That may have been red meat for a hungry crowd in the economically depressed upper Midwest. But Clinton sang the same tune in an interview with the liberal Capital Times newspaper in Madison, railing against a North American Free Trade Agreement (NAFTA), one of her husband's most famous economic initiatives.

"It did not fulfill its expectations and caused a lot of consequences that we're going to have to deal with," she told the paper. "I have clearly stated for a number of years that we need to have the kind of pro-American smart trade that comes from looking at the trade agreements we've already passed, evaluating them and revising them so that they're more in keeping with…the standards that we expect."

The main selling point of Hillary Clinton's campaign, ratcheted up after Barack Obama started scaring her up a ladder, had been her "35 years of experience," along with a certain nostalgia for the 1990s, which both Hillary and Bill smugly described on the campaign trail as having been "pretty good." The linchpin of that claim was the economic boom of the Bill years. Yet last fall Hillary began to soft-pedal or sweep under the carpet the very policies that made the boom possible.

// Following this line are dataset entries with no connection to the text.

//! Diesel row models for task persistence.

use crate::schema::{category_task, tasks};
use chrono::{DateTime, NaiveDate, Utc};
use diesel::prelude::*;
use uuid::Uuid;

/// Query result row for task records.
#[derive(Debug, Clone, Queryable, Selectable)]
#[diesel(table_name = tasks)]
#[diesel(check_for_backend(diesel::pg::Pg))]
pub struct TaskRow {
    /// Task identifier.
    pub id: Uuid,
    /// Owning user.
    pub user_id: Uuid,
    /// Title text.
    pub title: String,
    /// Description text.
    pub description: String,
    /// Status token.
    pub status: String,
    /// Priority token.
    pub priority: String,
    /// Optional due date.
    pub due_date: Option<NaiveDate>,
    /// Optional completion timestamp.
    pub completed_at: Option<DateTime<Utc>>,
    /// Creation timestamp.
    pub created_at: DateTime<Utc>,
    /// Last update timestamp.
    pub updated_at: DateTime<Utc>,
}

/// Insert model for task records.
#[derive(Debug, Clone, Insertable)]
#[diesel(table_name = tasks)]
pub struct NewTaskRow {
    /// Task identifier.
    pub id: Uuid,
    /// Owning user.
    pub user_id: Uuid,
    /// Title text.
    pub title: String,
    /// Description text.
    pub description: String,
    /// Status token.
    pub status: String,
    /// Priority token.
    pub priority: String,
    /// Optional due date.
    pub due_date: Option<NaiveDate>,
    /// Optional completion timestamp.
    pub completed_at: Option<DateTime<Utc>>,
    /// Creation timestamp.
    pub created_at: DateTime<Utc>,
    /// Last update timestamp.
    pub updated_at: DateTime<Utc>,
}

/// Full-row changeset written after an edit.
///
/// Absent optional values are written as `NULL`.
#[derive(Debug, Clone, AsChangeset)]
#[diesel(table_name = tasks)]
#[diesel(treat_none_as_null = true)]
pub struct TaskChangesetRow {
    /// Title text.
    pub title: String,
    /// Description text.
    pub description: String,
    /// Status token.
    pub status: String,
    /// Priority token.
    pub priority: String,
    /// Optional due date.
    pub due_date: Option<NaiveDate>,
    /// Optional completion timestamp.
    pub completed_at: Option<DateTime<Utc>>,
    /// Last update timestamp.
    pub updated_at: DateTime<Utc>,
}

/// Insert model for task/category associations.
#[derive(Debug, Clone, Copy, Insertable)]
#[diesel(table_name = category_task)]
pub struct CategoryTaskRow {
    /// Associated task.
    pub task_id: Uuid,
    /// Associated category.
    pub category_id: Uuid,
}
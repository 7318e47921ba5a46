//! Shared in-memory data store backing the in-memory repositories.
//!
//! Tasks, categories and the `category_task` join live in one state guarded
//! by a single lock, so cross-aggregate rules (association ownership, cascade
//! on delete, owner-scoped task counts) hold exactly as they would in a
//! relational store.

use crate::category::adapters::memory::InMemoryCategoryRepository;
use crate::category::domain::{Category, CategoryId};
use crate::task::adapters::memory::InMemoryTaskRepository;
use crate::task::domain::{Task, TaskId};
use crate::user::UserId;
use std::collections::{BTreeSet, HashMap};
use std::io;
use std::sync::{Arc, RwLock, RwLockReadGuard, RwLockWriteGuard};

/// Thread-safe in-memory relational store.
#[derive(Debug, Clone, Default)]
pub struct InMemoryStore {
    state: Arc<RwLock<StoreState>>,
}

#[derive(Debug, Default)]
pub(crate) struct StoreState {
    pub(crate) tasks: HashMap<TaskId, Task>,
    pub(crate) categories: HashMap<CategoryId, Category>,
    pub(crate) category_task: BTreeSet<(TaskId, CategoryId)>,
}

impl InMemoryStore {
    /// Creates an empty store.
    #[must_use]
    pub fn new() -> Self {
        Self::default()
    }

    /// Returns a task repository over this store.
    #[must_use]
    pub fn task_repository(&self) -> InMemoryTaskRepository {
        InMemoryTaskRepository::new(self.clone())
    }

    /// Returns a category repository over this store.
    #[must_use]
    pub fn category_repository(&self) -> InMemoryCategoryRepository {
        InMemoryCategoryRepository::new(self.clone())
    }

    /// Returns the number of rows in the `category_task` join.
    ///
    /// # Errors
    ///
    /// Returns an error when the store lock is poisoned.
    pub fn association_count(&self) -> io::Result<usize> {
        Ok(self.read()?.category_task.len())
    }

    pub(crate) fn read(&self) -> io::Result<RwLockReadGuard<'_, StoreState>> {
        self.state
            .read()
            .map_err(|err| io::Error::other(err.to_string()))
    }

    pub(crate) fn write(&self) -> io::Result<RwLockWriteGuard<'_, StoreState>> {
        self.state
            .write()
            .map_err(|err| io::Error::other(err.to_string()))
    }
}

impl StoreState {
    /// Returns the requested categories that exist and belong to `owner`.
    pub(crate) fn owned_categories(
        &self,
        owner: UserId,
        requested: &[CategoryId],
    ) -> BTreeSet<CategoryId> {
        requested
            .iter()
            .filter(|id| {
                self.categories
                    .get(*id)
                    .is_some_and(|category| category.owner() == owner)
            })
            .copied()
            .collect()
    }

    /// Replaces the task's associations with exactly `categories`.
    pub(crate) fn sync_categories(&mut self, task_id: TaskId, categories: &BTreeSet<CategoryId>) {
        self.category_task
            .retain(|(task, category)| *task != task_id || categories.contains(category));
        for category in categories {
            self.category_task.insert((task_id, *category));
        }
    }

    /// Returns the task's associated category ids in ascending order.
    pub(crate) fn category_ids_of(&self, task_id: TaskId) -> Vec<CategoryId> {
        self.category_task
            .iter()
            .filter(|(task, _)| *task == task_id)
            .map(|(_, category)| *category)
            .collect()
    }

    /// Returns `true` when the task is filed under the category.
    pub(crate) fn is_associated(&self, task_id: TaskId, category_id: CategoryId) -> bool {
        self.category_task.contains(&(task_id, category_id))
    }

    /// Counts the tasks owned by `owner` that are filed under the category.
    pub(crate) fn owned_task_count(&self, category_id: CategoryId, owner: UserId) -> u64 {
        let count = self
            .category_task
            .iter()
            .filter(|(task_id, category)| {
                *category == category_id
                    && self
                        .tasks
                        .get(task_id)
                        .is_some_and(|task| task.owner() == owner)
            })
            .count();
        u64::try_from(count).unwrap_or(u64::MAX)
    }

    /// Removes a task and its associations, returning the removed task.
    pub(crate) fn remove_task(&mut self, task_id: TaskId) -> Option<Task> {
        let removed = self.tasks.remove(&task_id)?;
        self.category_task.retain(|(task, _)| *task != task_id);
        Some(removed)
    }

    /// Removes a category and its associations, returning the removed
    /// category.
    pub(crate) fn remove_category(&mut self, category_id: CategoryId) -> Option<Category> {
        let removed = self.categories.remove(&category_id)?;
        self.category_task
            .retain(|(_, category)| *category != category_id);
        Some(removed)
    }
}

NAFTA was a critical moment in Bill Clinton's presidency, a New Democratic victory over the old union elements of the party. When Clinton signed the final treaties in 1993, he warned that no government action "can change the fact that information can flash across the world, that people can move money around in the blink of an eye." He compared trade skepticism to the ways of old and dying industrial nations: "If we learn anything from the collapse of the Berlin Wall and the fall of the governments in Eastern Europe, [it's that] even a totally controlled society cannot resist the winds of change that economics and technology and information flow have imposed in this world of ours."

As recently as 2006, Hillary Clinton positioned herself as the heir to this trade-accommodating policy. She was not a "die-hard free-trader," she said at the time, but she also wasn't "an unreconstructed protectionist with very little regard, frankly, for how trade agreements are actually working."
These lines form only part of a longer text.